Thanks, I was afraid that you were going to say that.
I was hoping to be able to take any drive that normally boots on the system maybe with two or three distributions on it and just plug it in and be able to select it from the boot menu without making any changes to it at all.
I thought that I would be able to do this just by modifying the menu.lst.
Linux is so nice compared to Windows in that you can frequently take a drive with a running Linux install and plop it into a different machine and it just works.
I was hoping to be able to swap them between machines on occasion without making any changes.
But, as easy as it is to modify a menu.lst, I guess there really isn't that much value in doing it that way.
But, I still don't understand why it won't work.
Being able to move my hard drives between machines was what prompted me to get the removable bays. I had three computer shells in three cities that I circulated between. One machine had 4 bays, and the others each had three. Whenever I changed cities I just put the caddies in a carry case, then inserted them in the waiting shell, at the new location. That way I always had the same desktops, and same applications, and everything was always in the same relative place. When I stopped moving between cities, I kept the best of the three shells, and never bothered to change anything else. I pulled the bays from the other two, as replacements, in case of breakage.

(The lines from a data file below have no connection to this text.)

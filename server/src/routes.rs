use axum::{routing::get, routing::post, Router};

use crate::relay;
use crate::state::AppState;
use crate::ws::handler as ws_handler;

/// Build the full axum Router with all routes.
pub fn build_router(state: AppState) -> Router {
    // Relay API used by the application layer (bearer token checked per handler)
    let relay_routes = Router::new()
        .route("/api/relay/connections", get(relay::list_connections))
        .route(
            "/api/relay/users/{user_id}/messages",
            post(relay::send_to_user),
        )
        .route(
            "/api/relay/conversations/{conversation_id}/messages",
            post(relay::broadcast_to_conversation),
        );

    // WebSocket endpoint (identity is established in-band with an auth frame)
    let ws_routes = Router::new().route("/ws", get(ws_handler::ws_upgrade));

    let health = Router::new().route("/health", get(health_check));

    Router::new()
        .merge(relay_routes)
        .merge(ws_routes)
        .merge(health)
        .with_state(state)
}

/// Basic health check endpoint
async fn health_check() -> &'static str {
    "ok"
}
pub mod middleware;
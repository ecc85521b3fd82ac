//! Error types shared across the relay.

/// Failure to decode a wire payload into a typed message.
#[derive(Debug, thiserror::Error)]
pub enum ProtocolError {
    /// Payload is not valid JSON.
    #[error("invalid JSON: {0}")]
    Json(#[from] serde_json::Error),
    /// Payload parsed but is not a JSON object.
    #[error("payload must be a JSON object")]
    NotAnObject,
    /// Object has no string `type` field.
    #[error("payload is missing a string `type` field")]
    MissingType,
    /// `auth` message without a usable `userId`.
    #[error("auth message requires a non-empty string `userId`")]
    InvalidAuth,
    /// A known message type whose fields do not match its schema.
    #[error("invalid `{kind}` message: {reason}")]
    InvalidFields {
        /// The `type` tag of the rejected message.
        kind: String,
        /// Decoder error description.
        reason: String,
    },
}
//! JSON text-frame protocol spoken over the relay's WebSocket channels.
//!
//! Every frame is a JSON object carrying a string `type` tag. Frames are
//! decoded at the boundary into typed messages: known types get a concrete
//! variant, anything else with a valid tag is carried as an opaque
//! [`Payload`] and passed through untouched.

use serde::{Deserialize, Serialize, Serializer};
use serde_json::{Map, Value};
use tokio::sync::mpsc;

use crate::error::ProtocolError;
use crate::ws::ConnectionId;

/// A JSON object with a string `type` field.
#[derive(Debug, Clone, PartialEq, Serialize)]
#[serde(transparent)]
pub struct Payload(Map<String, Value>);

impl Payload {
    /// Validate that `value` is an object with a string `type` tag.
    pub fn from_value(value: Value) -> Result<Self, ProtocolError> {
        match value {
            Value::Object(map) => match map.get("type") {
                Some(Value::String(_)) => Ok(Self(map)),
                _ => Err(ProtocolError::MissingType),
            },
            _ => Err(ProtocolError::NotAnObject),
        }
    }

    /// The `type` tag.
    pub fn kind(&self) -> &str {
        self.0.get("type").and_then(Value::as_str).unwrap_or_default()
    }

    pub fn get(&self, key: &str) -> Option<&Value> {
        self.0.get(key)
    }

    pub fn into_value(self) -> Value {
        Value::Object(self.0)
    }
}

/// Server-originated events with a fixed schema.
#[derive(Debug, Clone, PartialEq, Serialize, Deserialize)]
#[serde(tag = "type", rename_all = "camelCase", rename_all_fields = "camelCase")]
pub enum RelayEvent {
    Ping,
    NewMessage {
        conversation_id: String,
        message: Value,
    },
    MessageRead {
        conversation_id: String,
        user_id: String,
    },
    Typing {
        conversation_id: String,
        user_id: String,
        is_typing: bool,
    },
}

impl RelayEvent {
    /// Wire tags of every variant, in declaration order.
    pub const KINDS: [&'static str; 4] = ["ping", "newMessage", "messageRead", "typing"];

    pub fn kind(&self) -> &'static str {
        match self {
            Self::Ping => "ping",
            Self::NewMessage { .. } => "newMessage",
            Self::MessageRead { .. } => "messageRead",
            Self::Typing { .. } => "typing",
        }
    }
}

/// Anything the router can deliver to a client.
#[derive(Debug, Clone, PartialEq)]
pub enum OutboundMessage {
    /// Built by the server itself.
    Event(RelayEvent),
    /// Application message of a known type. `event` is the validated view;
    /// `raw` is what goes on the wire, extra fields included.
    Checked { event: RelayEvent, raw: Payload },
    /// Application message of an unknown type.
    Passthrough(Payload),
}

impl Serialize for OutboundMessage {
    fn serialize<S: Serializer>(&self, serializer: S) -> Result<S::Ok, S::Error> {
        match self {
            Self::Event(event) => event.serialize(serializer),
            Self::Checked { raw, .. } | Self::Passthrough(raw) => raw.serialize(serializer),
        }
    }
}

impl OutboundMessage {
    /// Decode an application-supplied JSON value.
    ///
    /// Known tags must match their schema; unknown tags pass through as-is.
    /// Either way the object is delivered exactly as supplied.
    pub fn from_value(value: Value) -> Result<Self, ProtocolError> {
        let payload = Payload::from_value(value)?;
        if !RelayEvent::KINDS.contains(&payload.kind()) {
            return Ok(Self::Passthrough(payload));
        }

        match serde_json::from_value::<RelayEvent>(payload.clone().into_value()) {
            Ok(event) => Ok(Self::Checked {
                event,
                raw: payload,
            }),
            Err(e) => Err(ProtocolError::InvalidFields {
                kind: payload.kind().to_string(),
                reason: e.to_string(),
            }),
        }
    }

    /// The validated event, when the message has a known type.
    pub fn event(&self) -> Option<&RelayEvent> {
        match self {
            Self::Event(event) | Self::Checked { event, .. } => Some(event),
            Self::Passthrough(_) => None,
        }
    }

    pub fn kind(&self) -> &str {
        match self {
            Self::Event(event) | Self::Checked { event, .. } => event.kind(),
            Self::Passthrough(payload) => payload.kind(),
        }
    }

    /// Serialize to the text of a single frame.
    pub fn to_json(&self) -> Result<String, serde_json::Error> {
        serde_json::to_string(self)
    }
}

impl From<RelayEvent> for OutboundMessage {
    fn from(event: RelayEvent) -> Self {
        Self::Event(event)
    }
}

/// Client-originated frames.
#[derive(Debug, Clone, PartialEq)]
pub enum InboundMessage {
    /// `{"type": "auth", "userId": "<identity>"}`
    Auth { user_id: String },
    /// Any other tagged object. Handed to collaborators outside the relay.
    Passthrough(Payload),
}

impl InboundMessage {
    pub fn decode(text: &str) -> Result<Self, ProtocolError> {
        let value: Value = serde_json::from_str(text)?;
        let payload = Payload::from_value(value)?;

        if payload.kind() != "auth" {
            return Ok(Self::Passthrough(payload));
        }

        match payload.get("userId").and_then(Value::as_str) {
            Some(user_id) if !user_id.is_empty() => Ok(Self::Auth {
                user_id: user_id.to_string(),
            }),
            _ => Err(ProtocolError::InvalidAuth),
        }
    }
}

/// An inbound passthrough message handed off to collaborators.
#[derive(Debug, Clone)]
pub struct InboundEvent {
    pub connection_id: ConnectionId,
    /// Identity the channel authenticated as, if it has.
    pub user_id: Option<String>,
    pub payload: Payload,
}

/// Sending half of the collaborator hand-off queue.
pub type InboundSink = mpsc::UnboundedSender<InboundEvent>;

#[cfg(test)]
mod tests {
    use super::*;
    use serde_json::json;

    #[test]
    fn test_decode_auth() {
        let msg = InboundMessage::decode(r#"{"type":"auth","userId":"u1"}"#).unwrap();
        assert_eq!(
            msg,
            InboundMessage::Auth {
                user_id: "u1".to_string()
            }
        );
    }

    #[test]
    fn test_decode_auth_rejects_missing_or_empty_user_id() {
        for text in [
            r#"{"type":"auth"}"#,
            r#"{"type":"auth","userId":""}"#,
            r#"{"type":"auth","userId":42}"#,
        ] {
            let err = InboundMessage::decode(text).unwrap_err();
            assert!(matches!(err, ProtocolError::InvalidAuth), "{text}: {err}");
        }
    }

    #[test]
    fn test_decode_rejects_malformed_frames() {
        assert!(matches!(
            InboundMessage::decode("not json").unwrap_err(),
            ProtocolError::Json(_)
        ));
        assert!(matches!(
            InboundMessage::decode("[1,2,3]").unwrap_err(),
            ProtocolError::NotAnObject
        ));
        assert!(matches!(
            InboundMessage::decode(r#"{"userId":"u1"}"#).unwrap_err(),
            ProtocolError::MissingType
        ));
        assert!(matches!(
            InboundMessage::decode(r#"{"type":7}"#).unwrap_err(),
            ProtocolError::MissingType
        ));
    }

    #[test]
    fn test_decode_unknown_type_passes_through() {
        let msg =
            InboundMessage::decode(r#"{"type":"chatMessage","text":"hi","conversationId":"c1"}"#)
                .unwrap();
        match msg {
            InboundMessage::Passthrough(payload) => {
                assert_eq!(payload.kind(), "chatMessage");
                assert_eq!(payload.get("text"), Some(&json!("hi")));
            }
            other => panic!("Expected passthrough, got {:?}", other),
        }
    }

    #[test]
    fn test_ping_serializes_to_bare_type_tag() {
        let msg = OutboundMessage::from(RelayEvent::Ping);
        assert_eq!(msg.to_json().unwrap(), r#"{"type":"ping"}"#);
    }

    #[test]
    fn test_known_event_uses_camel_case_fields() {
        let msg = OutboundMessage::from(RelayEvent::Typing {
            conversation_id: "c1".to_string(),
            user_id: "u2".to_string(),
            is_typing: true,
        });
        let value: Value = serde_json::from_str(&msg.to_json().unwrap()).unwrap();
        assert_eq!(
            value,
            json!({"type": "typing", "conversationId": "c1", "userId": "u2", "isTyping": true})
        );
    }

    #[test]
    fn test_outbound_from_value_recognizes_known_kinds() {
        let msg = OutboundMessage::from_value(json!({
            "type": "newMessage",
            "conversationId": "c1",
            "message": {"text": "hello", "sender": "u1"}
        }))
        .unwrap();
        assert_eq!(msg.kind(), "newMessage");
        assert!(matches!(
            msg.event(),
            Some(RelayEvent::NewMessage { conversation_id, .. }) if conversation_id == "c1"
        ));
    }

    #[test]
    fn test_outbound_from_value_rejects_bad_known_fields() {
        let err = OutboundMessage::from_value(json!({"type": "messageRead", "conversationId": 5}))
            .unwrap_err();
        match err {
            ProtocolError::InvalidFields { kind, .. } => assert_eq!(kind, "messageRead"),
            other => panic!("Expected InvalidFields, got {:?}", other),
        }
    }

    #[test]
    fn test_known_kind_keeps_extra_fields_on_the_wire() {
        let original = json!({
            "type": "newMessage",
            "conversationId": "c1",
            "message": {"t": "hi"},
            "tempId": "x9",
            "senderId": "u1"
        });
        let msg = OutboundMessage::from_value(original.clone()).unwrap();
        assert!(matches!(msg.event(), Some(RelayEvent::NewMessage { .. })));

        let reparsed: Value = serde_json::from_str(&msg.to_json().unwrap()).unwrap();
        assert_eq!(reparsed, original);

        let ping = OutboundMessage::from_value(json!({"type": "ping", "ts": 123})).unwrap();
        assert_eq!(ping.kind(), "ping");
        let reparsed: Value = serde_json::from_str(&ping.to_json().unwrap()).unwrap();
        assert_eq!(reparsed, json!({"type": "ping", "ts": 123}));
    }

    #[test]
    fn test_passthrough_is_forwarded_verbatim() {
        let original = json!({"type": "friendRequest", "from": "u9", "meta": {"n": 1}});
        let msg = OutboundMessage::from_value(original.clone()).unwrap();
        assert_eq!(msg.kind(), "friendRequest");
        let reparsed: Value = serde_json::from_str(&msg.to_json().unwrap()).unwrap();
        assert_eq!(reparsed, original);
    }
}
//! Catalog Server - HTTP REST API for the product catalog
//!
//! This crate is the plumbing around the `catalog` core: routing,
//! configuration, API-key authentication, and JSON error rendering.
//!
//! # Features
//!
//! - **CRUD surface**: create, read, update, patch, and delete products
//! - **Listing**: pagination, category/price filters, sorting, and search
//! - **Authentication**: shared-secret API key check on all `/api/v1` routes
//! - **Middleware**: compression, CORS, request ID tracking, structured logging
//! - **Configuration**: environment variable and file-based configuration
//! - **Graceful Shutdown**: proper signal handling for production deployments
//!
//! # Quick Start
//!
//! ```rust,no_run
//! use server::ServerConfig;
//!
//! #[tokio::main]
//! async fn main() -> anyhow::Result<()> {
//!     let config = ServerConfig::load()?;
//!     server::start_server(config).await?;
//!     Ok(())
//! }
//! ```
//!
//! # API Endpoints
//!
//! Public (no authentication): `GET /`, `GET /health`, `GET /ready`.
//!
//! Protected (API key in `X-API-Key` or `Authorization: Bearer <key>`):
//!
//! - `GET    /api/v1/products` - list with pagination/filter/sort/search
//! - `POST   /api/v1/products` - create (201 + Location header)
//! - `GET    /api/v1/products/{id}` - fetch one record
//! - `PUT    /api/v1/products/{id}` - full update
//! - `PATCH  /api/v1/products/{id}` - partial update
//! - `DELETE /api/v1/products/{id}` - delete (204)
//! - `HEAD   /api/v1/products/{id}` - existence probe
//! - `OPTIONS /api/v1/products` - supported methods

pub mod config;
pub mod error;
pub mod middleware;
pub mod routes;
pub mod server;
pub mod state;

pub use config::ServerConfig;
pub use error::{ServerError, ServerResult};
pub use server::{build_router, start_server};
pub use state::ServerState;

When I rebuilt the machine, USB/E-SATA external drives were common, and easier to use than the removable bays, as every modern computer has at least USB sockets, so that's what I use now. I still have one removable bay in one machine, but the same hard drive is in it almost all the time. Most of my installations are on the external drives now. The one I'm typing this from is on the third partition of a 1 TB SATA drive in a USB/E-SATA case. This particular computer has no SATA connectors, so I'm using the USB connection. There are four other computers in the house, that have E-SATA connectors so I use the E-SATA cable with them.
The main reason for having the IDE drives being the boot drives is so that you
don't have to change the settings in each menu.lst. If they are always (hd0) they are ready to boot in any machine. If they are (hd1) on your current machine, everything would need to be changed if you wanted to boot from that drive in another machine, then changed back when inserted in the current machine.